Poznań Airline Society Aerotarg (also spelt Aero-Targ) was the first Polish airline. It was founded in Poznań on 10 May 1921 mainly in order to serve participants and visitors of the first Poznań International Fair. Aerotarg operated the first regular air connection in Poland - the Poznań-Warsaw route, as well as the international connection between Poznań and the Free City of Danzig (Gdańsk).

It is considered to be a precursor of the Polish flag carrier LOT Polish Airlines along with other private-owned companies which were merged into the latter in December 1928.

==History==
The organizing committee of the first Poznań Fair (which was later renamed Poznań International Fair) decided to set up an air connection between Poznań, Warsaw and the free city of Danzig (Gdańsk) to enable a rapid transit of the participants to Poznań. To do so, on 10 May 1921 the Poznań Airline Society Aerotarg was established. The committee allocated Mp.5 million to finance this venture. Aerotarg began cooperation with a haulage company from Danzig - Danziger Luftpost which subsequently leased six Junkers F 13 aircraft to the newly created airline.

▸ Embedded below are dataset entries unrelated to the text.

//! Prompt templates for each stage of a debate

/// Templates for generating round and synthesis prompts
pub struct DebatePromptTemplate;

impl DebatePromptTemplate {
    /// Round 1: the bare question with an initial-answer instruction
    pub fn initial_prompt(question: &str) -> String {
        format!(
            r#"Question: {}

Provide your answer and reasoning."#,
            question
        )
    }

    /// Round k > 1: the question plus the previous round's labeled responses
    pub fn refinement_prompt(question: &str, previous_round: &str) -> String {
        format!(
            r#"Question: {}

Responses from the previous round:

{}
Review the answers above. Critique their weaknesses, refine your own answer,
and seek common ground with the other participants where the reasoning allows.
Be specific and cite reasoning."#,
            question, previous_round
        )
    }

    /// Synthesis: the question, every round, and whether the rounds converged
    pub fn synthesis_prompt(question: &str, history: &str, consensus_reached: bool) -> String {
        let status = if consensus_reached {
            "The participants reached consensus."
        } else {
            "The participants did not reach consensus within the allowed rounds."
        };

        format!(
            r#"Question: {}

Debate history:

{}
{}

Based on all the arguments and perspectives presented above, provide a final,
synthesized answer to the original question. Consider all viewpoints and give
a balanced, well-reasoned conclusion."#,
            question, history, status
        )
    }
}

The airline operated its first flight on 29 May, on the day after the opening of the fair, and ceased operation on 16 June. The Polish Post used the airline to send airmail and issued a special series of stamps to allow for it.

Altogether the airline carried out 58 flights on the Poznań-Warsaw route and 30 flights between Poznań and Danzig. Around 100 passengers and 3000 kg of parcels were transported. The venture turned out to be unprofitable and the 5 million marks of the seed capital were not returned to the organizers of the fair.